▸ **What this task involves**: Among the lines below, list those containing the string "match".

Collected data

"""

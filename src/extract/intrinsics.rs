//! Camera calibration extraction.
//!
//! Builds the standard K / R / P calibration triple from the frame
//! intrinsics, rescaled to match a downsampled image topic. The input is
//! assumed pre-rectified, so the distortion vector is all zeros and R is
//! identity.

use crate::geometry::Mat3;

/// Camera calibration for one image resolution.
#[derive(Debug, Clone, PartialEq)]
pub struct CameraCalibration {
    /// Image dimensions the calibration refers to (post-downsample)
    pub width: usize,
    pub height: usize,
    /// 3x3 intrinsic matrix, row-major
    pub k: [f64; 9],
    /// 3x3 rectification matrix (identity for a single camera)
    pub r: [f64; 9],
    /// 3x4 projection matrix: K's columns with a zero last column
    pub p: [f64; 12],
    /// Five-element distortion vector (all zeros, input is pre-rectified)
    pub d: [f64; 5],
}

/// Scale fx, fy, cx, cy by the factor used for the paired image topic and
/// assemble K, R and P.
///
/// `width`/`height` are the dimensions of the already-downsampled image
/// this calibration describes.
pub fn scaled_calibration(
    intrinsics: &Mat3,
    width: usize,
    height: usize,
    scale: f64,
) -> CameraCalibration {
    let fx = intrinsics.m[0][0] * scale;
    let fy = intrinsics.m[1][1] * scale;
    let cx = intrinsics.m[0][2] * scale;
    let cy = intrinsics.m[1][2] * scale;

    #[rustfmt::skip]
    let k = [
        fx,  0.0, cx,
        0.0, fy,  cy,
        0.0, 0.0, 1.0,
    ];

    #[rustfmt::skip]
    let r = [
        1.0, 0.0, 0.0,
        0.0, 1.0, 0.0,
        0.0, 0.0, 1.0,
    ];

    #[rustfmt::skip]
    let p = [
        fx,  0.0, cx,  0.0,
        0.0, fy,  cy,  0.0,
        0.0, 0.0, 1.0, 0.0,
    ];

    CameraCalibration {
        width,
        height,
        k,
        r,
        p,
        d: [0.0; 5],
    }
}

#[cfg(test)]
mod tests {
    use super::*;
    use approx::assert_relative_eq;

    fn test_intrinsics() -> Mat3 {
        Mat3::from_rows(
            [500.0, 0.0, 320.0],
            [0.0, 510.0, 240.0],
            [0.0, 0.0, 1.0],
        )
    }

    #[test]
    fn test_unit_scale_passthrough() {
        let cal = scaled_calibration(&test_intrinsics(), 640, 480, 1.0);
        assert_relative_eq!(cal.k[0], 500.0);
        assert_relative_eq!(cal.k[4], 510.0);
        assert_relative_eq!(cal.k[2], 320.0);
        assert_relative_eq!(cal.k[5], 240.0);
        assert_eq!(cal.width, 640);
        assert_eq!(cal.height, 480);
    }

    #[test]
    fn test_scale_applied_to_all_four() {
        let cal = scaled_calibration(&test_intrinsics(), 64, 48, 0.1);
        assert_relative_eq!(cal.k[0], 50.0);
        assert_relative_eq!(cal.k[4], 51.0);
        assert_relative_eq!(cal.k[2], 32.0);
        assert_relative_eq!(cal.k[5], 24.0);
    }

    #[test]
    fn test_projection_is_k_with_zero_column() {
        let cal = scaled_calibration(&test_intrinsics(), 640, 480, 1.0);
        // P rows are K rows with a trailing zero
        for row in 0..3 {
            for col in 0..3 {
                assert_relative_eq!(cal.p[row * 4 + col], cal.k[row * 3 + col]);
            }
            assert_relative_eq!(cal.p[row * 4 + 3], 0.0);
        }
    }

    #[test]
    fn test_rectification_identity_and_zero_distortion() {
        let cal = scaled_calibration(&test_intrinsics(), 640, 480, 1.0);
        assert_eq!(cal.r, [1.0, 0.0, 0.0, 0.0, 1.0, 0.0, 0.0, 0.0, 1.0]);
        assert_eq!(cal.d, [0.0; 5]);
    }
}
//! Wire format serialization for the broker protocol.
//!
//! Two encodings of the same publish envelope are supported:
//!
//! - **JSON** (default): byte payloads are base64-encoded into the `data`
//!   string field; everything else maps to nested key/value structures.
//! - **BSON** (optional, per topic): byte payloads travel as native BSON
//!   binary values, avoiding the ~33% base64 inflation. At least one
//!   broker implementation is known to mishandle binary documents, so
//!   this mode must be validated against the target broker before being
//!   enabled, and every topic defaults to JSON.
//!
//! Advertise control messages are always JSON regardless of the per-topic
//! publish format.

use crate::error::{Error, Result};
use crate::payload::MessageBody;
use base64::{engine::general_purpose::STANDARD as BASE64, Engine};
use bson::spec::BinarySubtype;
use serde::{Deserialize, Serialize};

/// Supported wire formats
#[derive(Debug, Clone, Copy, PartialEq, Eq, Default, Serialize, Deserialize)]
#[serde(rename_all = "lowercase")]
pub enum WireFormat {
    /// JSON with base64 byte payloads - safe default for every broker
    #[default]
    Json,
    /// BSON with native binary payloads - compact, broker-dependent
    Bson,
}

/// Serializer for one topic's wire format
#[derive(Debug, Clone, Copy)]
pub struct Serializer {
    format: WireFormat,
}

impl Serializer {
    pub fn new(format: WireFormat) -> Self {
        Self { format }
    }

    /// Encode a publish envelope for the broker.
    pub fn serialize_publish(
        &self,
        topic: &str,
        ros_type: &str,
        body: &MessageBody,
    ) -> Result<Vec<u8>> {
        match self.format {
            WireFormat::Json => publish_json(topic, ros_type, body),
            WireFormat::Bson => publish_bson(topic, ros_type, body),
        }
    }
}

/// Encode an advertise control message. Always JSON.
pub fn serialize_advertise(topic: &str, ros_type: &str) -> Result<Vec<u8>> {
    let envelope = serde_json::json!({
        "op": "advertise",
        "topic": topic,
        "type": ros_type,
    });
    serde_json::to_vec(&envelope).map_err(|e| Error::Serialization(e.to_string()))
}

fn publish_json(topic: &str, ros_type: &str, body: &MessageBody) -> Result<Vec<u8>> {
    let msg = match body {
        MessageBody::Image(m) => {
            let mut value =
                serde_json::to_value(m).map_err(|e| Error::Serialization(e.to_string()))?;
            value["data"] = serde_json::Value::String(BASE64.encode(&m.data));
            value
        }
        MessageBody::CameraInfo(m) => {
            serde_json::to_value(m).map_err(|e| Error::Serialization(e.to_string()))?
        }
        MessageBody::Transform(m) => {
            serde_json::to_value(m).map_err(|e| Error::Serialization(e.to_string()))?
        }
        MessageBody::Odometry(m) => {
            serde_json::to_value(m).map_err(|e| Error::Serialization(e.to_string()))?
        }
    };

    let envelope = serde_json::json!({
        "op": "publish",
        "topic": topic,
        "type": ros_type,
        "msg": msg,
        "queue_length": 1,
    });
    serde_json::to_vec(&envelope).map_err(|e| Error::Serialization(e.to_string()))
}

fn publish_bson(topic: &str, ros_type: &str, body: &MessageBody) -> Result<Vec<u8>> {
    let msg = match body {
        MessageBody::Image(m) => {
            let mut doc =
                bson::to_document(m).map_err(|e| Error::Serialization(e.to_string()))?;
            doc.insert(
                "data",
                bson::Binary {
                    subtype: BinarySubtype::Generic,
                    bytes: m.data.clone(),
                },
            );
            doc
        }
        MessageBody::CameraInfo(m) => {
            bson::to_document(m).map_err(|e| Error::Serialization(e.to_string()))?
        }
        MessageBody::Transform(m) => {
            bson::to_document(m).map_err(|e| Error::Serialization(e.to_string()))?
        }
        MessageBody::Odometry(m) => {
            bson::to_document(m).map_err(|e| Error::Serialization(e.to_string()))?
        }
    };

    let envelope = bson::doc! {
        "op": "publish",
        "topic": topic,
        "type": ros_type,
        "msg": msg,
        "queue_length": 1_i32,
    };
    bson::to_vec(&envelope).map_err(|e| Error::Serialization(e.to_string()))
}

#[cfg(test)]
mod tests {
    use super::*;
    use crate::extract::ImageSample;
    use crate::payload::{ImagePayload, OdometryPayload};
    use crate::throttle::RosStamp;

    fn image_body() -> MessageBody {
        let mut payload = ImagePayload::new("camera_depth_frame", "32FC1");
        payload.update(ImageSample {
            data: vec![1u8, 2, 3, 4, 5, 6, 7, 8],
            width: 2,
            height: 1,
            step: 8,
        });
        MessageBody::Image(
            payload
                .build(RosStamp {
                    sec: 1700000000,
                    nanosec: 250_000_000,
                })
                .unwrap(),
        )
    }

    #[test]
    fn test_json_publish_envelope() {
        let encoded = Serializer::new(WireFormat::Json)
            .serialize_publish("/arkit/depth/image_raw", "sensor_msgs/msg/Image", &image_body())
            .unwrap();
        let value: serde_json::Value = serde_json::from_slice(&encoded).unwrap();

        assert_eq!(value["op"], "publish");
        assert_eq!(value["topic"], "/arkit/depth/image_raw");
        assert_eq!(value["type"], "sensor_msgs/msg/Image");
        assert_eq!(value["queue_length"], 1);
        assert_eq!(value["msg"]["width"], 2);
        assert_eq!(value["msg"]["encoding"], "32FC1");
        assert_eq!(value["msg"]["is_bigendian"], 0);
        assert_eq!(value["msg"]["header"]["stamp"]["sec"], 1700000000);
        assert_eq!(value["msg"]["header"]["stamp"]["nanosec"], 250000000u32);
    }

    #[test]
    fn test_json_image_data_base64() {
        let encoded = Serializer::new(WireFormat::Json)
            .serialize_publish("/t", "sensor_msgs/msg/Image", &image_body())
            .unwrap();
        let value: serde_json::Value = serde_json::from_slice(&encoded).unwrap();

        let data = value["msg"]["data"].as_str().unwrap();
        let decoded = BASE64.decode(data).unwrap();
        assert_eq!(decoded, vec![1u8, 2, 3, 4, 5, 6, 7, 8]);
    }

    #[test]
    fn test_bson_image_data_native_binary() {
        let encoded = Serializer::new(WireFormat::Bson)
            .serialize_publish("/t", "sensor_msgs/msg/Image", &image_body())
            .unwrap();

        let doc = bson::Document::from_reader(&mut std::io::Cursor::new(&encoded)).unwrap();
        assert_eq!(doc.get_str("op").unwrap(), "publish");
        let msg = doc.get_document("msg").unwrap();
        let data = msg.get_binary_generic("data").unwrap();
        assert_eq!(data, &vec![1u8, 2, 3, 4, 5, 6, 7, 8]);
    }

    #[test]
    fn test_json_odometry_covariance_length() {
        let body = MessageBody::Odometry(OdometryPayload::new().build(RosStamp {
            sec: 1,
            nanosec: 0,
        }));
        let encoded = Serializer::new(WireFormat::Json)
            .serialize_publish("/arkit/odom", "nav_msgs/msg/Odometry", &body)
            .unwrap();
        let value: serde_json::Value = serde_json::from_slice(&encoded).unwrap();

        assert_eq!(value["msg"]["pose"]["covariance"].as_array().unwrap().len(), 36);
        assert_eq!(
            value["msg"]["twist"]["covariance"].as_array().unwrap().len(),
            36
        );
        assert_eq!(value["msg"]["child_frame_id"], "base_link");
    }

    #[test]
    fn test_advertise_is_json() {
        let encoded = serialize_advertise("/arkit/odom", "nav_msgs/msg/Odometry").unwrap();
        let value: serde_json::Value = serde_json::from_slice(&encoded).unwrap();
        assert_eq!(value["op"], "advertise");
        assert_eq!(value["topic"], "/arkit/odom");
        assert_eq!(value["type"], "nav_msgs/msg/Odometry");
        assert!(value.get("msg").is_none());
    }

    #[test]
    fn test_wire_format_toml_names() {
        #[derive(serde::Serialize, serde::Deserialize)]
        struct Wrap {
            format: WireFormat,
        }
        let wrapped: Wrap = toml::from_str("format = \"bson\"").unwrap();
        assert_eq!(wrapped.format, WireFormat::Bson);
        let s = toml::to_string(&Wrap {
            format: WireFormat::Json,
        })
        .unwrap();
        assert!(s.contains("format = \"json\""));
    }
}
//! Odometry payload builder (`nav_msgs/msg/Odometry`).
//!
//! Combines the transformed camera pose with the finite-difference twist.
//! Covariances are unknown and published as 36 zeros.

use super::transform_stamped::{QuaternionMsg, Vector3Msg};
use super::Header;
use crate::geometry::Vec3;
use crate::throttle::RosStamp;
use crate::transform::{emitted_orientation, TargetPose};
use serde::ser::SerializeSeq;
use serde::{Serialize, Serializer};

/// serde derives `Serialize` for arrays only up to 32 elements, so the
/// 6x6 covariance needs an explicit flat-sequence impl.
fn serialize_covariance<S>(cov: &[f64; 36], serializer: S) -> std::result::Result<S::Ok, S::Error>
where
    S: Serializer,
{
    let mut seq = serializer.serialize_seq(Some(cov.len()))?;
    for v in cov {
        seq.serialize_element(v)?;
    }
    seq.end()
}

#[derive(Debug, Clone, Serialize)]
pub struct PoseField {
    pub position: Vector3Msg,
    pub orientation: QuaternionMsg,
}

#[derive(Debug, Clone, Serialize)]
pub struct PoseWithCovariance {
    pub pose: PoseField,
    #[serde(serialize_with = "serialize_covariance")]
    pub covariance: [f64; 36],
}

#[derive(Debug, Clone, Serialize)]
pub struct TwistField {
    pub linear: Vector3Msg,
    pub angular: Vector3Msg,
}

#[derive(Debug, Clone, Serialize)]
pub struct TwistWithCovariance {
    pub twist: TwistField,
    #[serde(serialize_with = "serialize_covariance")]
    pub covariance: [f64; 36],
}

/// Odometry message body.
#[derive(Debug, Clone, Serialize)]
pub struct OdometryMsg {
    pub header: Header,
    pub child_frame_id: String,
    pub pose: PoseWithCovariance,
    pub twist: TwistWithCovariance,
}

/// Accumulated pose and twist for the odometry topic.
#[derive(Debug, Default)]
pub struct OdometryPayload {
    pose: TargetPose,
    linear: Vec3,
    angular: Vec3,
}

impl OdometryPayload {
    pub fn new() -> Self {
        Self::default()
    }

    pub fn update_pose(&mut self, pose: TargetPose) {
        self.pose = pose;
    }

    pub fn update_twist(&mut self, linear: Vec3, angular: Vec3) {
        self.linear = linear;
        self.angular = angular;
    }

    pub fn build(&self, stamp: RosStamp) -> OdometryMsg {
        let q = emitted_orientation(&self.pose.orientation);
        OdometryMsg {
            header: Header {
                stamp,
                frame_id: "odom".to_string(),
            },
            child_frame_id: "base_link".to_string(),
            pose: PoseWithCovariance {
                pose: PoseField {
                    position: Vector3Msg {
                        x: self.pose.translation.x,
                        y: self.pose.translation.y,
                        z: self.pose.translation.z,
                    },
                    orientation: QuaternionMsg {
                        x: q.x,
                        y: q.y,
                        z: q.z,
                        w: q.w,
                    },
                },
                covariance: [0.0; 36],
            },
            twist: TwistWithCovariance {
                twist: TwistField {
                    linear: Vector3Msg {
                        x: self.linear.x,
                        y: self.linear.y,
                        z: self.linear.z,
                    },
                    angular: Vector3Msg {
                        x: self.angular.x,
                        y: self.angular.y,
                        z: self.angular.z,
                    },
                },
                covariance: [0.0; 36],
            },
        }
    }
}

"""
"""

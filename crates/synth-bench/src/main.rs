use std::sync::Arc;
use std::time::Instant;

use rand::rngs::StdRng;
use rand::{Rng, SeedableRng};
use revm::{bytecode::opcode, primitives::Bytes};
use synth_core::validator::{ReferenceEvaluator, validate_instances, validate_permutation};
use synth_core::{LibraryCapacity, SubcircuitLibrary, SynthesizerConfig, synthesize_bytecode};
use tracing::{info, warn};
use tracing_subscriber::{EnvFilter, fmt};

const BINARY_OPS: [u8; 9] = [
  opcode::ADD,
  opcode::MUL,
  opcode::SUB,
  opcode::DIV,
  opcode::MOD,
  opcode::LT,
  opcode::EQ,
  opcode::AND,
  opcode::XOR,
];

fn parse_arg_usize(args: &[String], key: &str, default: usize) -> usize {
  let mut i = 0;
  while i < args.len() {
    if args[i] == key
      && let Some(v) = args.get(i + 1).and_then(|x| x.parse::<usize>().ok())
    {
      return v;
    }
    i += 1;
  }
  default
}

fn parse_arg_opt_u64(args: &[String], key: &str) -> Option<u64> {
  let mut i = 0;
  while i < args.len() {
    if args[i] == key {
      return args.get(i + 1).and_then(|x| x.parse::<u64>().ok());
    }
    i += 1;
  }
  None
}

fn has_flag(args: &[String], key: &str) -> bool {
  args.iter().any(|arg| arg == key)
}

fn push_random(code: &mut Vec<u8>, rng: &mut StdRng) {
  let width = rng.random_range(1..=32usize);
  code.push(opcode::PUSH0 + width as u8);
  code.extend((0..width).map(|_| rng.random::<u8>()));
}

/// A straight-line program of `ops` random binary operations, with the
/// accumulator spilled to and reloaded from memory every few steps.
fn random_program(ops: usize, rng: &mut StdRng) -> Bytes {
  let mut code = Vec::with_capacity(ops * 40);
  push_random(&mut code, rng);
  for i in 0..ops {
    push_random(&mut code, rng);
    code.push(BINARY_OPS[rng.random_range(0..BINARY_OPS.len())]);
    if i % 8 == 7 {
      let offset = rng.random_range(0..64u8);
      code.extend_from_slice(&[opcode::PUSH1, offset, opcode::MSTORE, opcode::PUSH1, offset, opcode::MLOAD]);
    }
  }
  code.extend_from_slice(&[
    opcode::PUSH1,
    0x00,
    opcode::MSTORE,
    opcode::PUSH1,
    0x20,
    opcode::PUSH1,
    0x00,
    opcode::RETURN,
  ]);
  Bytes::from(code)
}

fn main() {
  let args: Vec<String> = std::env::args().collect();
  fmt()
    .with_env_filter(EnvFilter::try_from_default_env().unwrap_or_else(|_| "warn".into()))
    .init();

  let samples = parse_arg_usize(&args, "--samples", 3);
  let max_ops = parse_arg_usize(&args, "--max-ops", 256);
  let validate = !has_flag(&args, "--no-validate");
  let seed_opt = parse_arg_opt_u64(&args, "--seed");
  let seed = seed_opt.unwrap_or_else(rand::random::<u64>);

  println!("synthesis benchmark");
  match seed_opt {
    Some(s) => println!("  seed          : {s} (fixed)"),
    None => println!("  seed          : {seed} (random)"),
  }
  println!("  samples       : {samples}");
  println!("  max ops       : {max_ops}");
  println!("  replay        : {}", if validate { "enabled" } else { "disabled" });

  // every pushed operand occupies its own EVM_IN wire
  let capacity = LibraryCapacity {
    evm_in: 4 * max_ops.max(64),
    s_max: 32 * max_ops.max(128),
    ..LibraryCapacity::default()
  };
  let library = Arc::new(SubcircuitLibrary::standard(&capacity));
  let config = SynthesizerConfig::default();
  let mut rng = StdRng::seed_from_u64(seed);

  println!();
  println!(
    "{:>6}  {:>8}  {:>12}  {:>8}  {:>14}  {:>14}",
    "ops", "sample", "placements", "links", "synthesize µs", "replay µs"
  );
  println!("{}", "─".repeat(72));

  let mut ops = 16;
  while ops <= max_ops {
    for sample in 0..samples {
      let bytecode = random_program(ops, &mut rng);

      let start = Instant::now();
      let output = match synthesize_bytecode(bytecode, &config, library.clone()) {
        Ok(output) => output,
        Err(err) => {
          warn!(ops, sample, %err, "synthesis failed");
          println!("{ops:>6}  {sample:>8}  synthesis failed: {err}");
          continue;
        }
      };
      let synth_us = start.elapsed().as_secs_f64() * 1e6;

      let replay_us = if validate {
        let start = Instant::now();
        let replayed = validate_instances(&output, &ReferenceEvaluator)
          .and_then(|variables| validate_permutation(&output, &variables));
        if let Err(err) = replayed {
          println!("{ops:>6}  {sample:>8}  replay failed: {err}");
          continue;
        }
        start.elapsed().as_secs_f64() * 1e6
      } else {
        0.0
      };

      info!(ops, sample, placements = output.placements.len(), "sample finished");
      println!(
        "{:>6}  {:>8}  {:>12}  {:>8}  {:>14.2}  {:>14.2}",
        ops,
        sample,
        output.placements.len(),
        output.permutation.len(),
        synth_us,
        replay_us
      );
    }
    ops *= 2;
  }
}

"""

▸ **Your solution**:
//! intrinsics, rescaled to match a downsampled image topic. The input is
        match self.format {
    let msg = match body {
    let msg = match body {
  match seed_opt {
      let output = match synthesize_bytecode(bytecode, &config, library.clone()) {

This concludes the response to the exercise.